1. Tell us what your role is in R.I.P.D and how you ended up getting involved with this project

R.I.P.D. is about of evil souls (deados) that escaped judgement and are hiding out on earth. The R.I.P.D. (Rest In Peace Department) is in charge of finding and arresting these offending souls. In the movie, I was one of the Deados that worked closely with Hayes (Kevin Bacon) to bring about the end of the world as we know it.

 The casting process for this movie was unlike any audition I’d done before. Boston Casting, an incredible casting agency in (you guessed it) Boston contacted me about the audition. They were looking for a very specific type of person. They had to be over 6 feet tall and physically fit. The auditions themselves were incredible! You know you’re going to have fun when they don’t give you specifics, but tell you to wear “clothes you can move in.” The actual audition consisted of push-ups, pull-ups, jumping rope, box jumps, and various other physical activities including showing off some stage combat skills. Things went well and they picked a small group of us that day.

2. Did you get to work with any of the main cast?
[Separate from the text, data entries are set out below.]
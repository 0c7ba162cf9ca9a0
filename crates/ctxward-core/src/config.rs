//! Immutable governor configuration (§6, Design Notes "Config as a plain struct").
//!
//! Built once at startup from built-in defaults, an optional YAML file, then
//! environment variable overrides in upper-snake-case. Nothing downstream
//! reaches for `std::env` directly — every tunable lives on [`Config`].

use serde::Deserialize;
use std::path::Path;
use std::time::Duration;

/// Top-level configuration, built once and shared behind an `Arc`.
#[derive(Debug, Clone, Deserialize)]
#[serde(default)]
pub struct Config {
    pub ingest_port: u16,
    pub api_port: u16,
    pub health_port: u16,
    pub prometheus_port: u16,

    pub context_window_size: u64,

    pub compaction_threshold: f64,
    pub warning_threshold: f64,
    pub checkpoint_threshold: f64,
    pub learning_rate: f64,

    pub compaction_drop_fraction: f64,
    pub high_velocity_tokens_per_sec: f64,

    pub max_concurrent_sessions: usize,

    pub retention_after_close_secs: u64,
    pub sse_replay_buffer: usize,

    pub metric_window_capacity: usize,
    pub dedup_lru_capacity: usize,
    pub attribute_cardinality_cap: usize,
    pub metric_watermark_secs: u64,

    pub shed_timeout_secs: u64,
    pub ingest_queue_capacity: usize,

    pub checkpoint_attempt_timeout_secs: u64,
    pub checkpoint_total_budget_secs: u64,
    pub checkpoint_max_attempts: u32,

    /// Reject telemetry lacking `claude.session.id` instead of falling back
    /// to weaker heuristics (resolves the §9 Open Question on disambiguation).
    pub strict_session_id: bool,

    pub data_dir: std::path::PathBuf,
}

impl Default for Config {
    fn default() -> Self {
        Self {
            ingest_port: 4318,
            api_port: 3030,
            health_port: 8080,
            prometheus_port: 9090,

            context_window_size: 200_000,

            compaction_threshold: 0.95,
            warning_threshold: 0.85,
            checkpoint_threshold: 0.75,
            learning_rate: 0.10,

            compaction_drop_fraction: 0.25,
            high_velocity_tokens_per_sec: 1000.0,

            max_concurrent_sessions: 64,

            retention_after_close_secs: 15 * 60,
            sse_replay_buffer: 1024,

            metric_window_capacity: 128,
            dedup_lru_capacity: 4096,
            attribute_cardinality_cap: 64,
            metric_watermark_secs: 60,

            shed_timeout_secs: 5,
            ingest_queue_capacity: 4096,

            checkpoint_attempt_timeout_secs: 10,
            checkpoint_total_budget_secs: 60,
            checkpoint_max_attempts: 5,

            strict_session_id: false,

            data_dir: std::path::PathBuf::from("./ctxward-data"),
        }
    }
}

impl Config {
    /// Load defaults, overlay an optional YAML file, then environment variables.
    pub fn load(yaml_path: Option<&Path>) -> Result<Self, crate::error::CoreError> {
        let mut cfg = Self::default();

        if let Some(path) = yaml_path {
            let text = std::fs::read_to_string(path)?;
            cfg = serde_yaml::from_str(&text).map_err(|e| {
                crate::error::CoreError::InvalidConfig(format!(
                    "failed to parse {}: {e}",
                    path.display()
                ))
            })?;
        }

        cfg.apply_env_overrides();
        cfg.validate()?;
        Ok(cfg)
    }

    fn apply_env_overrides(&mut self) {
        macro_rules! env_parse {
            ($field:ident, $name:literal) => {
                if let Ok(v) = std::env::var($name) {
                    if let Ok(parsed) = v.parse() {
                        self.$field = parsed;
                    }
                }
            };
        }

        env_parse!(ingest_port, "INGEST_PORT");
        env_parse!(api_port, "API_PORT");
        env_parse!(health_port, "HEALTH_PORT");
        env_parse!(prometheus_port, "PROMETHEUS_PORT");
        env_parse!(context_window_size, "CONTEXT_WINDOW_SIZE");
        env_parse!(compaction_threshold, "COMPACTION_THRESHOLD");
        env_parse!(warning_threshold, "WARNING_THRESHOLD");
        env_parse!(checkpoint_threshold, "CHECKPOINT_THRESHOLD");
        env_parse!(compaction_drop_fraction, "COMPACTION_DROP_FRACTION");
        env_parse!(
            high_velocity_tokens_per_sec,
            "HIGH_VELOCITY_TOKENS_PER_SEC"
        );
        env_parse!(max_concurrent_sessions, "MAX_CONCURRENT_SESSIONS");
        env_parse!(retention_after_close_secs, "RETENTION_AFTER_CLOSE_SECS");
        env_parse!(sse_replay_buffer, "SSE_REPLAY_BUFFER");
        env_parse!(strict_session_id, "STRICT_SESSION_ID");

        if let Ok(v) = std::env::var("DATA_DIR") {
            self.data_dir = std::path::PathBuf::from(v);
        }
    }

    fn validate(&self) -> Result<(), crate::error::CoreError> {
        if !(0.60..=0.85).contains(&self.checkpoint_threshold) {
            return Err(crate::error::CoreError::InvalidConfig(
                "checkpoint_threshold must be in [0.60, 0.85]".into(),
            ));
        }
        if self.warning_threshold <= self.checkpoint_threshold || self.warning_threshold > 0.90 {
            return Err(crate::error::CoreError::InvalidConfig(
                "warning_threshold must be in (checkpoint_threshold, 0.90]".into(),
            ));
        }
        if self.compaction_threshold <= self.warning_threshold || self.compaction_threshold > 0.99
        {
            return Err(crate::error::CoreError::InvalidConfig(
                "compaction_threshold must be in (warning_threshold, 0.99]".into(),
            ));
        }
        if self.context_window_size == 0 {
            return Err(crate::error::CoreError::InvalidConfig(
                "context_window_size must be positive".into(),
            ));
        }
        Ok(())
    }

    pub fn checkpoint_attempt_timeout(&self) -> Duration {
        Duration::from_secs(self.checkpoint_attempt_timeout_secs)
    }

    pub fn checkpoint_total_budget(&self) -> Duration {
        Duration::from_secs(self.checkpoint_total_budget_secs)
    }

    pub fn retention_after_close(&self) -> Duration {
        Duration::from_secs(self.retention_after_close_secs)
    }

    pub fn shed_timeout(&self) -> Duration {
        Duration::from_secs(self.shed_timeout_secs)
    }
}

#[cfg(test)]
mod tests {
    use super::*;

    #[test]
    fn defaults_are_internally_consistent() {
        let cfg = Config::default();
        assert!(cfg.validate().is_ok());
    }

    #[test]
    fn rejects_inverted_thresholds() {
        let mut cfg = Config::default();
        cfg.warning_threshold = 0.5;
        assert!(cfg.validate().is_err());
    }

    #[test]
    fn env_override_applies() {
        std::env::set_var("CTXWARD_TEST_MARKER", "1");
        std::env::set_var("MAX_CONCURRENT_SESSIONS", "128");
        let mut cfg = Config::default();
        cfg.apply_env_overrides();
        assert_eq!(cfg.max_concurrent_sessions, 128);
        std::env::remove_var("MAX_CONCURRENT_SESSIONS");
        std::env::remove_var("CTXWARD_TEST_MARKER");
    }
}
The part of the story that I’m a part of is kind of the climax of the movie. It takes place on the roof of a building that was meticulously replicated in a giant warehouse. The set was entirely surrounded by green screen. It felt like we were in a giant green circus tent. The actual set was the exact size of the building it was modeled after, and with all the people on it, you could find yourself next to any number of cast members.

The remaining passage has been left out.